The politics around immigration has been particularly vile on all sides. The Left took a stance against it this time, with Labour and New Zealand First frankly transcending the boundaries on racism, inexcusably. The Mana Party, which to be honest was not a left-wing party in this election, or ever really since the leftists ditched it after the failure of Internet-Mana (now it’s merely a bizarre nationalist soapbox for Hone Harawira), was the worst offender. But on the other side, the alliance of starry-eyed liberals who had no patience for explanations of why immigration became a hot potato while busy militating against a non-existent and totally fictitious surge in white identity politics in Aotearoa, along with the opportunistic and hypocritical National (who had recently cut family reunification migrant numbers prior to the election) and the floundering Māori Party’s immigrant slave labour policy, was honestly equally execrable. Not a single commentator was able to give an appropriate class analysis of the situation. Winston Peters, despite his racism, is actually right when he says a high volume of easily exploitable immigrant labour will drive down domestic wages. He isn’t just saying that. This is clearly an inconvenient truth. But the emphasis on workers pales in comparison to the totally unnecessary and brain-dead identification of National with “Chinese interests”, most vocally heard when Jian Yang’s possible links to the Chinese Communist Party’s spy training programme were unearthed. National is the party of ruling elites regardless of what country they are from, and they are to be opposed by socialists in the very same way.

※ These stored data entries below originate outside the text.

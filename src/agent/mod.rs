// Copyright 2026 Layne Penney
// SPDX-License-Identifier: AGPL-3.0-or-later

//! Agent module - the process-wide coordination point.
//!
//! The agent owns the global metric store, the active rename rules and the
//! environment facts, creates transactions, and folds each finished
//! transaction's metrics into the global store.
//!
//! # Example
//!
//! ```rust,ignore
//! use appmon::agent::Agent;
//!
//! let agent = Agent::new();
//! let mut finished = agent.subscribe();
//!
//! agent
//!     .run_in_transaction(|txn| async move {
//!         txn.set_name("OtherTransaction/job");
//!         // ... instrumented work ...
//!         txn.end();
//!     })
//!     .await;
//!
//! let txn = finished.recv().await?;
//! ```

pub mod environment;

pub use environment::Environment;

use std::future::Future;
use std::sync::atomic::{AtomicU64, Ordering};
use std::sync::{Arc, Weak};

use parking_lot::RwLock;
use tokio::sync::broadcast;
use tracing::{debug, info, warn};

use crate::config::AgentConfig;
use crate::metrics::{Metric, MetricStore, RenameRules};
use crate::transaction::{propagator, ContextPropagator, Transaction, TransactionLifecycle};

/// Finished transactions buffered per subscriber before it starts lagging.
const FINISHED_CHANNEL_CAPACITY: usize = 256;

/// Default application name when none is configured.
pub const DEFAULT_APP_NAME: &str = "My Application";

struct AgentShared {
    app_name: String,
    metrics: MetricStore,
    rename_rules: RwLock<Arc<RenameRules>>,
    environment: Environment,
    propagator: ContextPropagator,
    finished: broadcast::Sender<Arc<Transaction>>,
    dropped_samples: AtomicU64,
    abandoned: AtomicU64,
}

impl TransactionLifecycle for AgentShared {
    fn transaction_finished(&self, transaction: &Arc<Transaction>) {
        transaction.merge_into(&self.metrics);
        // No subscribers is not an error.
        let _ = self.finished.send(Arc::clone(transaction));
        self.propagator.release(transaction.id());
    }

    fn sample_dropped(&self, _transaction: &Transaction) {
        self.dropped_samples.fetch_add(1, Ordering::Relaxed);
    }

    fn transaction_abandoned(&self, transaction: &Transaction) {
        transaction.merge_into(&self.metrics);
        self.propagator.release(transaction.id());
        self.abandoned.fetch_add(1, Ordering::Relaxed);
        warn!(
            transaction = %transaction.id().short(),
            name = transaction.name().as_deref().unwrap_or("<unnamed>"),
            metrics = transaction.metrics().len(),
            "Transaction dropped without being ended"
        );
    }
}

/// Handle to the agent. Cheap to clone; all clones share state.
#[derive(Clone)]
pub struct Agent {
    shared: Arc<AgentShared>,
}

impl Agent {
    /// Create an agent with default settings and no rename rules.
    pub fn new() -> Self {
        Self::build(DEFAULT_APP_NAME.to_string(), RenameRules::new())
    }

    /// Create an agent from resolved configuration.
    pub fn with_config(config: &AgentConfig) -> Self {
        Self::build(
            config.app_name.clone(),
            RenameRules::from_rules(&config.rename_rules),
        )
    }

    fn build(app_name: String, rename_rules: RenameRules) -> Self {
        let (finished, _) = broadcast::channel(FINISHED_CHANNEL_CAPACITY);
        info!(app_name = %app_name, rename_rules = rename_rules.len(), "Agent created");
        Self {
            shared: Arc::new(AgentShared {
                app_name,
                metrics: MetricStore::new(),
                rename_rules: RwLock::new(Arc::new(rename_rules)),
                environment: Environment::new(),
                propagator: ContextPropagator::new(),
                finished,
                dropped_samples: AtomicU64::new(0),
                abandoned: AtomicU64::new(0),
            }),
        }
    }

    pub fn app_name(&self) -> &str {
        &self.shared.app_name
    }

    /// The global (unscoped and merged scoped) metric store.
    pub fn metrics(&self) -> &MetricStore {
        &self.shared.metrics
    }

    /// Get or create a metric in the global store.
    pub fn get_or_create_metric(&self, name: &str, scope: Option<&str>) -> Arc<Metric> {
        self.shared.metrics.get_or_create(name, scope)
    }

    /// The transaction of the calling chain, if any.
    pub fn get_transaction(&self) -> Option<Arc<Transaction>> {
        propagator::current()
    }

    /// Create a transaction owned by this agent.
    ///
    /// Run the work belonging to it under [`propagator::scope`], or use
    /// [`Agent::run_in_transaction`].
    pub fn start_transaction(&self) -> Arc<Transaction> {
        let owner = Arc::downgrade(&self.shared);
        let lifecycle: Weak<dyn TransactionLifecycle> = owner;
        self.shared.propagator.start_transaction(lifecycle)
    }

    /// Start a transaction and run `f` as its chain.
    ///
    /// The transaction is not ended automatically.
    pub async fn run_in_transaction<F, Fut>(&self, f: F) -> Fut::Output
    where
        F: FnOnce(Arc<Transaction>) -> Fut,
        Fut: Future,
    {
        let transaction = self.start_transaction();
        propagator::scope(Some(Arc::clone(&transaction)), f(transaction)).await
    }

    /// Subscribe to finished transactions.
    pub fn subscribe(&self) -> broadcast::Receiver<Arc<Transaction>> {
        self.shared.finished.subscribe()
    }

    pub fn environment(&self) -> &Environment {
        &self.shared.environment
    }

    /// The rename rules currently in force.
    pub fn rename_rules(&self) -> Arc<RenameRules> {
        Arc::clone(&*self.shared.rename_rules.read())
    }

    /// Replace the rename rules, e.g. after the collector re-delivers them.
    pub fn set_rename_rules(&self, rules: RenameRules) {
        debug!(rules = rules.len(), "Rename rules replaced");
        *self.shared.rename_rules.write() = Arc::new(rules);
    }

    /// Take the global metrics for reporting, leaving an empty store behind.
    pub fn harvest(&self) -> MetricStore {
        self.shared.metrics.take()
    }

    /// Samples rejected because their transaction had already ended.
    pub fn dropped_samples(&self) -> u64 {
        self.shared.dropped_samples.load(Ordering::Relaxed)
    }

    /// Transactions dropped without being ended. Their metrics were still
    /// merged into the global store.
    pub fn abandoned_transactions(&self) -> u64 {
        self.shared.abandoned.load(Ordering::Relaxed)
    }

    /// Transactions started and not yet ended.
    pub fn active_transactions(&self) -> usize {
        self.shared.propagator.active_count()
    }
}

impl Default for Agent {
    fn default() -> Self {
        Self::new()
    }
}

impl std::fmt::Debug for Agent {
    fn fmt(&self, f: &mut std::fmt::Formatter<'_>) -> std::fmt::Result {
        f.debug_struct("Agent")
            .field("app_name", &self.shared.app_name)
            .field("metrics", &self.shared.metrics.len())
            .field("active_transactions", &self.active_transactions())
            .finish()
    }
}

As David Harvey perceptively concluded more than ten years ago, the deep cuts and seismic shift of power from states to corporations that is often described as ‘neoliberalism’ has led social democracy into a corner. The difference in New Zealand, as in Australia, was that such an agenda was undertaken by the social democratic party itself. Many unionists and socialists who abandoned the Labour Party may yet have returned this time, but it is still a shadow of its former self, seemingly attracting more middle-class than working-class voters. It is a thoroughly unappealing party for much of its former core constituency. But one disconcerting coterie that has apparently flocked in to show its support for this ‘refreshed’ Labour Party are the pseudo-Trotskyist groups, Socialist Aotearoa and the International Socialist Organisation. The Socialist Equality Group’s statement on the election put it pithily and wonderfully succinctly, that SA and the ISO are simply “in lockstep with Labour and the unions.” That is, if Labour sways to the right, you should expect SA and the ISO to sway with them. The ISO formerly supported Mana in all its nationalist tirades and ironic concessions to Kim Dotcom. And the unions, as we know, have become nigh on useless and unreliable, and in the main should not be trusted to do anything positive for workers. The only strong unions left with any clout and actual sense exist in the dairy workers and education sectors.

As for who Winston Peters chooses to form a government: going with National will likely mean the ensuing administration does not survive the full term; sitting on the sidelines will likely mean a minority National administration with similar results; going with Labour and/or the Green Party will stir up dissent within the working classes at the inertia that will invariably result, which honestly must be seized upon by the Left with a viable, well-reasoned, truly socialist alternative. It is about time New Zealand had a socialist party ready to win the hearts and minds of the people, and commit them to a broader cause of social transformation.